Daily Archives: August 4, 2013

Assault by prunes, film at eleven…

What a weird evening.

Had the day off yesterday. My wife and I decided to spend the evening working our way through the fourth season of BREAKING BAD. We’ve discovered this series a couple of a months ago and we promptly picked up the series on dvd and have been steadily working our way through it.

I decided it was time for an evening snack – about 10pm. I like to have a bowl of All Bran with a banana and a few prunes.

Hey – I’m old.

We keep the prunes in one of those square jars that you might keep dry goods in. They’re square and they stack and pack nicely in the cupboard.

So I fill the bowl with All Bran and a little Maple Crunch cereal for flavor. I reach for the jar of prunes and as I pick it up it shatters.

Must have been washed one too many times. Might have been the heat of my hand. It was like one of those scenes in a super hero movie where the hero in his secret identity inadvertently shatters a glass in his hand.

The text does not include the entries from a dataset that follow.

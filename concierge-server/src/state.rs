//! Shared server state, built once at startup and handed to every transport.

use std::sync::Arc;

use anyhow::Result;
use chrono::{DateTime, Utc};
use concierge_core::{
    ChatCompletionClient, CompletionBackend, ConciergeConfig, DurableStore, HttpSchedulingClient,
    PgDurableStore, SchedulingApi,
};

use crate::subsystems::context_store::ContextStore;
use crate::subsystems::conversation::ConversationEngine;
use crate::subsystems::dispatcher::ToolDispatcher;
use crate::subsystems::modes::ModeRouter;
use crate::subsystems::registry::SessionRegistry;

pub struct ServerState {
    pub config: ConciergeConfig,
    pub store: Arc<ContextStore>,
    pub registry: Arc<SessionRegistry>,
    pub engine: Arc<ConversationEngine>,
    pub started_at: DateTime<Utc>,
}

impl ServerState {
    /// Wire the production collaborators from config.
    ///
    /// An unreachable database degrades to volatile-only storage rather than
    /// failing startup.
    pub async fn build(config: ConciergeConfig) -> Result<Arc<Self>> {
        let durable: Option<Arc<dyn DurableStore>> = if config.database.enabled {
            match PgDurableStore::connect(&config.database).await {
                Ok(store) => {
                    tracing::info!(table = %config.database.table, "Durable context store ready");
                    Some(Arc::new(store))
                }
                Err(e) => {
                    tracing::warn!(error = %e, "Durable store unavailable; running volatile-only");
                    None
                }
            }
        } else {
            tracing::info!("Database disabled; contexts are kept in memory only");
            None
        };

        let scheduling = HttpSchedulingClient::new(config.scheduling.clone())?;
        let completion = ChatCompletionClient::new(config.completion.clone())?;

        Ok(Self::from_parts(
            config,
            durable,
            Arc::new(scheduling),
            Arc::new(completion),
        ))
    }

    /// Assemble state from already-built collaborators.
    pub fn from_parts(
        config: ConciergeConfig,
        durable: Option<Arc<dyn DurableStore>>,
        scheduling: Arc<dyn SchedulingApi>,
        completion: Arc<dyn CompletionBackend>,
    ) -> Arc<Self> {
        let tz = config.service.tz();
        let store = Arc::new(ContextStore::new(durable));
        let registry = Arc::new(SessionRegistry::new());
        let dispatcher = Arc::new(ToolDispatcher::new(scheduling, tz, config.scheduling.timeout()));
        let engine = Arc::new(ConversationEngine::new(
            store.clone(),
            registry.clone(),
            ModeRouter::keyword(config.router.recency_window),
            dispatcher,
            completion,
            config.completion.timeout(),
            config.completion.max_tool_rounds,
            tz,
        ));

        Arc::new(Self {
            config,
            store,
            registry,
            engine,
            started_at: Utc::now(),
        })
    }
}
//! Client for the salon's scheduling/CRM HTTP API.
//!
//! `SchedulingApi` is the seam the tool dispatcher talks to;
//! `HttpSchedulingClient` is the production implementation.

use async_trait::async_trait;
use chrono::NaiveDate;
use reqwest::{Client, Method, StatusCode};
use serde::de::DeserializeOwned;
use serde::{Deserialize, Deserializer, Serialize};
use serde_json::Value;
use std::time::Duration;
use thiserror::Error;
use tokio_retry::strategy::{jitter, ExponentialBackoff};
use tokio_retry::RetryIf;

use crate::config::SchedulingConfig;
use crate::error::ConciergeError;
use crate::models::context::value_as_id;

// ============================================================================
// SchedulingApi trait
// ============================================================================

#[async_trait]
pub trait SchedulingApi: Send + Sync {
    async fn search_contacts(&self, query: &str) -> Result<Vec<Contact>, SchedulingError>;

    async fn get_contact(&self, id: &str) -> Result<Contact, SchedulingError>;

    async fn create_contact(&self, contact: &NewContact) -> Result<Contact, SchedulingError>;

    async fn list_services(&self) -> Result<Vec<Service>, SchedulingError>;

    async fn availability(
        &self,
        date: NaiveDate,
        service_id: Option<&str>,
    ) -> Result<Vec<Slot>, SchedulingError>;

    async fn list_appointments(&self, contact_id: &str) -> Result<Vec<Appointment>, SchedulingError>;

    async fn create_appointment(
        &self,
        request: &NewAppointment,
    ) -> Result<Appointment, SchedulingError>;

    async fn update_appointment(
        &self,
        id: &str,
        change: &AppointmentChange,
    ) -> Result<Appointment, SchedulingError>;

    async fn cancel_appointment(&self, id: &str) -> Result<(), SchedulingError>;

    fn name(&self) -> &str;
}

// ============================================================================
// Error types
// ============================================================================

#[derive(Error, Debug)]
pub enum SchedulingError {
    #[error("HTTP request failed: {0}")]
    Http(#[from] reqwest::Error),

    #[error("Scheduling API error ({code}): {message}")]
    Api { code: u16, message: String },

    #[error("{0} not found")]
    NotFound(String),

    #[error("Unexpected response: {0}")]
    Decode(String),

    #[error("Missing API key")]
    MissingApiKey,
}

impl SchedulingError {
    /// Transport failures and 5xx responses are worth another attempt.
    pub fn is_transient(&self) -> bool {
        match self {
            SchedulingError::Http(e) => !e.is_builder() && !e.is_decode(),
            SchedulingError::Api { code, .. } => *code >= 500,
            _ => false,
        }
    }
}

impl From<SchedulingError> for ConciergeError {
    fn from(e: SchedulingError) -> Self {
        match e {
            SchedulingError::NotFound(what) => ConciergeError::NotFound(what),
            SchedulingError::Api { code, message } if (400..500).contains(&code) => {
                ConciergeError::invalid("request", message)
            }
            other => ConciergeError::UpstreamUnavailable(other.to_string()),
        }
    }
}

// ============================================================================
// Domain types
// ============================================================================

fn id_string<'de, D: Deserializer<'de>>(d: D) -> Result<String, D::Error> {
    let raw = Value::deserialize(d)?;
    value_as_id(&raw).ok_or_else(|| serde::de::Error::custom("expected string or numeric id"))
}

fn opt_id_string<'de, D: Deserializer<'de>>(d: D) -> Result<Option<String>, D::Error> {
    let raw = Option::<Value>::deserialize(d)?;
    Ok(raw.as_ref().and_then(value_as_id))
}

#[derive(Debug, Clone, PartialEq, Serialize, Deserialize)]
#[serde(rename_all = "camelCase")]
pub struct Contact {
    #[serde(deserialize_with = "id_string")]
    pub id: String,
    #[serde(default)]
    pub name: String,
    #[serde(default, skip_serializing_if = "Option::is_none")]
    pub email: Option<String>,
    #[serde(default, skip_serializing_if = "Option::is_none")]
    pub phone: Option<String>,
}

#[derive(Debug, Clone, Serialize)]
pub struct NewContact {
    pub name: String,
    #[serde(skip_serializing_if = "Option::is_none")]
    pub email: Option<String>,
    #[serde(skip_serializing_if = "Option::is_none")]
    pub phone: Option<String>,
}

#[derive(Debug, Clone, PartialEq, Serialize, Deserialize)]
#[serde(rename_all = "camelCase")]
pub struct Service {
    #[serde(deserialize_with = "id_string")]
    pub id: String,
    #[serde(default)]
    pub name: String,
    #[serde(default, skip_serializing_if = "Option::is_none")]
    pub duration_minutes: Option<u32>,
    #[serde(default, skip_serializing_if = "Option::is_none")]
    pub price: Option<f64>,
}

#[derive(Debug, Clone, PartialEq, Serialize, Deserialize)]
#[serde(rename_all = "camelCase")]
pub struct Slot {
    /// Start as an ISO 8601 datetime.
    pub start: String,
    #[serde(default, skip_serializing_if = "Option::is_none")]
    pub end: Option<String>,
    #[serde(default, skip_serializing_if = "Option::is_none")]
    pub staff_name: Option<String>,
}

#[derive(Debug, Clone, PartialEq, Serialize, Deserialize)]
#[serde(rename_all = "camelCase")]
pub struct Appointment {
    #[serde(deserialize_with = "id_string")]
    pub id: String,
    #[serde(default, deserialize_with = "opt_id_string", skip_serializing_if = "Option::is_none")]
    pub contact_id: Option<String>,
    #[serde(default, deserialize_with = "opt_id_string", skip_serializing_if = "Option::is_none")]
    pub service_id: Option<String>,
    #[serde(default, skip_serializing_if = "Option::is_none")]
    pub service_name: Option<String>,
    #[serde(default)]
    pub start: String,
    #[serde(default, skip_serializing_if = "Option::is_none")]
    pub status: Option<String>,
    #[serde(default, skip_serializing_if = "Option::is_none")]
    pub notes: Option<String>,
}

#[derive(Debug, Clone, Serialize)]
#[serde(rename_all = "camelCase")]
pub struct NewAppointment {
    pub contact_id: String,
    pub service_id: String,
    /// `YYYY-MM-DDTHH:MM:00` in salon-local time.
    pub start: String,
    #[serde(skip_serializing_if = "Option::is_none")]
    pub notes: Option<String>,
}

#[derive(Debug, Clone, Serialize)]
pub struct AppointmentChange {
    pub start: String,
}

// ============================================================================
// HttpSchedulingClient
// ============================================================================

#[derive(Debug, Clone)]
pub struct HttpSchedulingClient {
    client: Client,
    config: SchedulingConfig,
    api_key: String,
    base_url: String,
}

impl HttpSchedulingClient {
    pub fn new(config: SchedulingConfig) -> Result<Self, SchedulingError> {
        let base_url = config.base_url.clone();
        Self::with_base_url(config, base_url)
    }

    /// Create a client against a specific base URL (tests point this at a mock server).
    pub fn with_base_url(config: SchedulingConfig, base_url: String) -> Result<Self, SchedulingError> {
        let api_key = config
            .resolved_api_key()
            .ok_or(SchedulingError::MissingApiKey)?;

        let client = Client::builder().timeout(config.timeout()).build()?;

        Ok(Self {
            client,
            config,
            api_key,
            base_url: base_url.trim_end_matches('/').to_string(),
        })
    }

    async fn call<T: DeserializeOwned>(
        &self,
        method: Method,
        path: &str,
        query: &[(&str, String)],
        body: Option<&Value>,
    ) -> Result<T, SchedulingError> {
        let retry_strategy = ExponentialBackoff::from_millis(self.config.retry_delay_ms.max(1))
            .max_delay(Duration::from_secs(5))
            .map(jitter)
            .take(self.config.max_retries);

        let raw = RetryIf::spawn(
            retry_strategy,
            || self.call_once(method.clone(), path, query, body),
            |e: &SchedulingError| {
                if e.is_transient() {
                    tracing::warn!(path, error = %e, "Scheduling API call failed, retrying");
                }
                e.is_transient()
            },
        )
        .await?;

        serde_json::from_value(raw).map_err(|e| SchedulingError::Decode(e.to_string()))
    }

    async fn call_once(
        &self,
        method: Method,
        path: &str,
        query: &[(&str, String)],
        body: Option<&Value>,
    ) -> Result<Value, SchedulingError> {
        let url = format!("{}{}", self.base_url, path);
        let mut request = self
            .client
            .request(method.clone(), &url)
            .bearer_auth(&self.api_key);
        if !query.is_empty() {
            request = request.query(query);
        }
        if let Some(body) = body {
            request = request.json(body);
        }

        let response = request.send().await?;
        let status = response.status();

        if status == StatusCode::NOT_FOUND {
            return Err(SchedulingError::NotFound(path.to_string()));
        }

        if !status.is_success() {
            let error_body = response.text().await.unwrap_or_default();
            let message = serde_json::from_str::<Value>(&error_body)
                .ok()
                .and_then(|v| {
                    v.get("error")
                        .or_else(|| v.get("message"))
                        .and_then(Value::as_str)
                        .map(str::to_string)
                })
                .unwrap_or(error_body);
            tracing::error!(code = status.as_u16(), %method, path, message = %message, "Scheduling API error");
            return Err(SchedulingError::Api {
                code: status.as_u16(),
                message,
            });
        }

        let text = response.text().await?;
        if text.trim().is_empty() {
            return Ok(Value::Null);
        }
        serde_json::from_str(&text).map_err(|e| SchedulingError::Decode(e.to_string()))
    }
}

fn to_body<T: Serialize>(value: &T) -> Result<Value, SchedulingError> {
    serde_json::to_value(value).map_err(|e| SchedulingError::Decode(e.to_string()))
}

#[async_trait]
impl SchedulingApi for HttpSchedulingClient {
    async fn search_contacts(&self, query: &str) -> Result<Vec<Contact>, SchedulingError> {
        self.call(Method::GET, "/contacts", &[("query", query.to_string())], None)
            .await
    }

    async fn get_contact(&self, id: &str) -> Result<Contact, SchedulingError> {
        self.call(Method::GET, &format!("/contacts/{id}"), &[], None)
            .await
            .map_err(|e| match e {
                SchedulingError::NotFound(_) => SchedulingError::NotFound(format!("Customer {id}")),
                other => other,
            })
    }

    async fn create_contact(&self, contact: &NewContact) -> Result<Contact, SchedulingError> {
        let body = to_body(contact)?;
        self.call(Method::POST, "/contacts", &[], Some(&body)).await
    }

    async fn list_services(&self) -> Result<Vec<Service>, SchedulingError> {
        self.call(Method::GET, "/services", &[], None).await
    }

    async fn availability(
        &self,
        date: NaiveDate,
        service_id: Option<&str>,
    ) -> Result<Vec<Slot>, SchedulingError> {
        let mut query = vec![("date", date.format("%Y-%m-%d").to_string())];
        if let Some(service_id) = service_id {
            query.push(("serviceId", service_id.to_string()));
        }
        self.call(Method::GET, "/availability", &query, None).await
    }

    async fn list_appointments(&self, contact_id: &str) -> Result<Vec<Appointment>, SchedulingError> {
        self.call(
            Method::GET,
            &format!("/contacts/{contact_id}/appointments"),
            &[],
            None,
        )
        .await
    }

    async fn create_appointment(
        &self,
        request: &NewAppointment,
    ) -> Result<Appointment, SchedulingError> {
        let body = to_body(request)?;
        self.call(Method::POST, "/appointments", &[], Some(&body))
            .await
    }

    async fn update_appointment(
        &self,
        id: &str,
        change: &AppointmentChange,
    ) -> Result<Appointment, SchedulingError> {
        let body = to_body(change)?;
        self.call(Method::PUT, &format!("/appointments/{id}"), &[], Some(&body))
            .await
            .map_err(|e| match e {
                SchedulingError::NotFound(_) => SchedulingError::NotFound(format!("Appointment {id}")),
                other => other,
            })
    }

    async fn cancel_appointment(&self, id: &str) -> Result<(), SchedulingError> {
        let _: Value = self
            .call(Method::DELETE, &format!("/appointments/{id}"), &[], None)
            .await
            .map_err(|e| match e {
                SchedulingError::NotFound(_) => SchedulingError::NotFound(format!("Appointment {id}")),
                other => other,
            })?;
        Ok(())
    }

    fn name(&self) -> &str {
        "http"
    }
}
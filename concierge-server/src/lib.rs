pub mod http;
pub mod router;
pub mod server;
pub mod state;
pub mod subsystems;
pub mod ws;

pub use state::ServerState;
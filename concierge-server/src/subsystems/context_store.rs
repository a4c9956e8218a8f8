//! Two-tier context store.
//!
//! The volatile tier (an in-process map) is authoritative for the lifetime of
//! the process. The optional durable tier holds one record per customer and is
//! written whenever a customer-keyed context changes. Session ids that have been
//! adopted by a customer resolve through an alias map to the customer key.

use std::collections::{HashMap, HashSet};
use std::sync::{Arc, Mutex, MutexGuard};

use chrono::{DateTime, Utc};
use concierge_core::durable::DurableStore;
use concierge_core::models::Context;
use serde::Serialize;
use tokio::sync::{Mutex as AsyncMutex, OwnedMutexGuard};

/// Where a `put` landed.
#[derive(Debug, Clone, Copy, PartialEq, Eq, Serialize)]
#[serde(rename_all = "snake_case")]
pub enum PutOutcome {
    Durable,
    VolatileOnly,
    DurableFailed,
}

#[derive(Debug, Clone, PartialEq, Serialize)]
#[serde(rename_all = "camelCase")]
pub struct ContextSummary {
    pub key: String,
    pub last_updated: DateTime<Utc>,
    pub durable: bool,
}

#[derive(Default)]
struct Tiers {
    volatile: HashMap<String, Context>,
    /// session id -> customer id
    aliases: HashMap<String, String>,
    /// Keys whose records belong in the durable tier.
    customer_keys: HashSet<String>,
    /// Keys whose durable read failed; their stored record is unknown.
    unread: HashSet<String>,
}

type LockMap = Mutex<HashMap<String, Arc<AsyncMutex<()>>>>;

/// Held while one event for a key is handled. Dropping it releases the key
/// and forgets the lock once nobody else is waiting on it.
pub struct KeyGuard<'a> {
    locks: &'a LockMap,
    key: String,
    lock: Arc<AsyncMutex<()>>,
    guard: Option<OwnedMutexGuard<()>>,
}

impl Drop for KeyGuard<'_> {
    fn drop(&mut self) {
        self.guard.take();
        let mut locks = self.locks.lock().unwrap_or_else(|p| p.into_inner());
        let ours = locks
            .get(&self.key)
            .is_some_and(|l| Arc::ptr_eq(l, &self.lock));
        // The map's handle and ours are the only ones left.
        if ours && Arc::strong_count(&self.lock) == 2 {
            locks.remove(&self.key);
        }
    }
}

pub struct ContextStore {
    tiers: Mutex<Tiers>,
    locks: LockMap,
    durable: Option<Arc<dyn DurableStore>>,
}

impl ContextStore {
    pub fn new(durable: Option<Arc<dyn DurableStore>>) -> Self {
        Self {
            tiers: Mutex::new(Tiers::default()),
            locks: Mutex::new(HashMap::new()),
            durable,
        }
    }

    pub fn volatile_only() -> Self {
        Self::new(None)
    }

    fn tiers(&self) -> MutexGuard<'_, Tiers> {
        self.tiers.lock().unwrap_or_else(|p| p.into_inner())
    }

    pub fn durable_name(&self) -> Option<&str> {
        self.durable.as_deref().map(|d| d.name())
    }

    /// `"disabled"`, `"ok"` or `"unavailable"`.
    pub async fn durable_status(&self) -> &'static str {
        match &self.durable {
            None => "disabled",
            Some(d) => match d.ping().await {
                Ok(()) => "ok",
                Err(e) => {
                    tracing::warn!(backend = d.name(), error = %e, "Durable store ping failed");
                    "unavailable"
                }
            },
        }
    }

    /// Follow the alias map to the canonical key.
    pub fn resolve(&self, key: &str) -> String {
        self.tiers()
            .aliases
            .get(key)
            .cloned()
            .unwrap_or_else(|| key.to_string())
    }

    /// Per-key async mutex; hold the guard while handling one event.
    pub async fn lock(&self, key: &str) -> KeyGuard<'_> {
        let lock = {
            let mut locks = self.locks.lock().unwrap_or_else(|p| p.into_inner());
            locks
                .entry(key.to_string())
                .or_insert_with(|| Arc::new(AsyncMutex::new(())))
                .clone()
        };
        let guard = lock.clone().lock_owned().await;
        KeyGuard {
            locks: &self.locks,
            key: key.to_string(),
            lock,
            guard: Some(guard),
        }
    }

    /// Volatile hit, else durable read, else an empty context. Never fails.
    pub async fn get(&self, key: &str) -> Context {
        let canonical = self.resolve(key);
        let cached = self.tiers().volatile.get(&canonical).cloned();
        if let Some(ctx) = cached {
            return ctx;
        }

        let Some(durable) = &self.durable else {
            return Context::default();
        };

        match durable.load(&canonical).await {
            Ok(Some(record)) => {
                let ctx = Context::from_value(record.data);
                let mut tiers = self.tiers();
                tiers.unread.remove(&canonical);
                tiers.customer_keys.insert(canonical.clone());
                // A concurrent put may have landed while the read was in flight.
                tiers
                    .volatile
                    .entry(canonical)
                    .or_insert_with(|| ctx.clone())
                    .clone()
            }
            Ok(None) => {
                self.tiers().unread.remove(&canonical);
                Context::default()
            }
            Err(e) => {
                tracing::warn!(key = %canonical, error = %e, "Durable read failed, serving empty context");
                self.tiers().unread.insert(canonical);
                Context::default()
            }
        }
    }

    /// Overwrite the record under `key`. Customer-keyed records are also
    /// written to the durable tier; a durable failure is reported, not raised.
    pub async fn put(&self, key: &str, mut context: Context) -> PutOutcome {
        context.touch();
        let canonical = self.resolve(key);
        let (customer_keyed, unread) = {
            let mut tiers = self.tiers();
            let customer_keyed = tiers.customer_keys.contains(&canonical)
                || context.customer_id().as_deref() == Some(canonical.as_str());
            if customer_keyed {
                tiers.customer_keys.insert(canonical.clone());
            }
            tiers.volatile.insert(canonical.clone(), context.clone());
            (customer_keyed, tiers.unread.contains(&canonical))
        };

        let Some(durable) = &self.durable else {
            return PutOutcome::VolatileOnly;
        };
        if !customer_keyed {
            return PutOutcome::VolatileOnly;
        }

        // Never overwrite a stored record that was never read. Retry the read
        // and fold the volatile changes into whatever is stored.
        if unread {
            match durable.load(&canonical).await {
                Ok(stored) => {
                    if let Some(record) = stored {
                        let mut recovered = Context::from_value(record.data);
                        recovered.absorb(context);
                        context = recovered;
                    }
                    let mut tiers = self.tiers();
                    tiers.unread.remove(&canonical);
                    tiers.volatile.insert(canonical.clone(), context.clone());
                    tracing::info!(key = %canonical, "Durable record readable again");
                }
                Err(e) => {
                    tracing::warn!(key = %canonical, error = %e, "Durable record still unreadable, skipping write");
                    return PutOutcome::DurableFailed;
                }
            }
        }

        match durable.save(&canonical, &context.to_value()).await {
            Ok(()) => PutOutcome::Durable,
            Err(e) => {
                tracing::warn!(key = %canonical, error = %e, "Durable write failed, kept volatile copy");
                PutOutcome::DurableFailed
            }
        }
    }

    /// Remove a record from both tiers along with any aliases pointing at it.
    pub async fn delete(&self, key: &str) -> bool {
        let canonical = self.resolve(key);
        let existed = {
            let mut tiers = self.tiers();
            tiers.aliases.retain(|k, v| k != key && *v != canonical);
            tiers.customer_keys.remove(&canonical);
            tiers.unread.remove(&canonical);
            tiers.volatile.remove(&canonical).is_some()
        };

        let durable_existed = match &self.durable {
            Some(durable) => match durable.delete(&canonical).await {
                Ok(found) => found,
                Err(e) => {
                    tracing::warn!(key = %canonical, error = %e, "Durable delete failed");
                    false
                }
            },
            None => false,
        };
        existed || durable_existed
    }

    /// Every known record, most recently updated first.
    pub async fn list(&self) -> Vec<ContextSummary> {
        let mut by_key: HashMap<String, ContextSummary> = self
            .tiers()
            .volatile
            .iter()
            .map(|(k, ctx)| {
                (
                    k.clone(),
                    ContextSummary {
                        key: k.clone(),
                        last_updated: ctx.last_updated,
                        durable: false,
                    },
                )
            })
            .collect();

        if let Some(durable) = &self.durable {
            match durable.list().await {
                Ok(rows) => {
                    for (key, updated_at) in rows {
                        by_key
                            .entry(key.clone())
                            .and_modify(|s| s.durable = true)
                            .or_insert(ContextSummary {
                                key,
                                last_updated: updated_at,
                                durable: true,
                            });
                    }
                }
                Err(e) => tracing::warn!(error = %e, "Durable list failed, showing volatile records only"),
            }
        }

        let mut out: Vec<_> = by_key.into_values().collect();
        out.sort_by(|a, b| b.last_updated.cmp(&a.last_updated));
        out
    }

    /// Clear the context but keep its role flag. Idempotent.
    pub async fn reset(&self, key: &str) -> (Context, PutOutcome) {
        let mut ctx = self.get(key).await;
        ctx.reset();
        let outcome = self.put(key, ctx.clone()).await;
        (ctx, outcome)
    }

    /// Move a session-keyed context under `customer_id`, merging it into any
    /// existing customer record. Afterwards both keys resolve to one record.
    pub async fn adopt_customer_key(&self, session_id: &str, customer_id: &str) -> (Context, PutOutcome) {
        self.adopt(session_id, customer_id, None).await
    }

    /// Adopt with a context the caller has been mutating but not yet stored;
    /// it supersedes the session's stored copy. When the session was bound to
    /// another customer, only this event's turns and the new identity move
    /// across and the previous customer's record is left as stored.
    pub async fn adopt_in_flight(
        &self,
        session_id: &str,
        customer_id: &str,
        in_flight: Context,
    ) -> (Context, PutOutcome) {
        self.adopt(session_id, customer_id, Some(in_flight)).await
    }

    async fn adopt(&self, session_id: &str, customer_id: &str, in_flight: Option<Context>) -> (Context, PutOutcome) {
        let already_bound = session_id == customer_id || self.resolve(session_id) == customer_id;
        if already_bound {
            self.tiers().customer_keys.insert(customer_id.to_string());
            let ctx = match in_flight {
                Some(ctx) => ctx,
                None => self.get(customer_id).await,
            };
            let outcome = self.put(customer_id, ctx.clone()).await;
            return (ctx, outcome);
        }

        let (previous_alias, stored) = {
            let mut tiers = self.tiers();
            let previous_alias = tiers.aliases.remove(session_id);
            // A session already bound to a customer carries no session-keyed record.
            let stored = match &previous_alias {
                Some(_) => None,
                None => tiers.volatile.remove(session_id),
            };
            (previous_alias, stored)
        };

        let carried = match (&previous_alias, in_flight) {
            (Some(previous), Some(ctx)) => {
                tracing::info!(session_id, from = %previous, to = %customer_id, "Session switched customer");
                let seen = self
                    .tiers()
                    .volatile
                    .get(previous)
                    .map_or(0, |c| c.history.len());
                Some(ctx.carry_over(seen))
            }
            (Some(previous), None) => {
                tracing::info!(session_id, from = %previous, to = %customer_id, "Session switched customer");
                None
            }
            (None, in_flight) => in_flight.or(stored),
        };

        let mut merged = self.get(customer_id).await;
        if let Some(session_ctx) = carried {
            merged.absorb(session_ctx);
        }

        {
            let mut tiers = self.tiers();
            tiers
                .aliases
                .insert(session_id.to_string(), customer_id.to_string());
            tiers.customer_keys.insert(customer_id.to_string());
        }

        let outcome = self.put(customer_id, merged.clone()).await;
        tracing::info!(session_id, customer_id, outcome = ?outcome, "Session context adopted by customer");
        (merged, outcome)
    }
}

It shattered. Made a pop like a gunshot and the whole top of the jar is shards while I’m holding it.

At this point I shrieked like a little girl. Let me own that right away. I said “Eek” or some such manly phrase of high startle.

So there’s this slice on the tip of my left thumb – maybe about a contact-lens worth of flesh sliced in a flap – and a nasty looking slice at the base of the thumb – right in the joint.

I “eeked” once, calmed down, turned to my wife and said – “I’m cut. It’s deep.”

Of course the blood spilling on the floor might have clued her in.

She got bandages and a small guest towel and wrapped my hand. Took a moment to mop the blood so that the cat would not descend into feline vampirism while we were gone. Then helped me change into pants and a shirt and drove me to emergency.

Talk about breaking bad…

What a great crew worked our hospital. Everybody was calm and cool and VERY kind.

We got home about 1:30am. I’ve got a couple of stitches in the joint of my thumb and a bandage around the flap and a hole in my shoulder from the tetanus shot.

Otherwise, I’m fine.

But if anyone asks – I just got prune-whipped.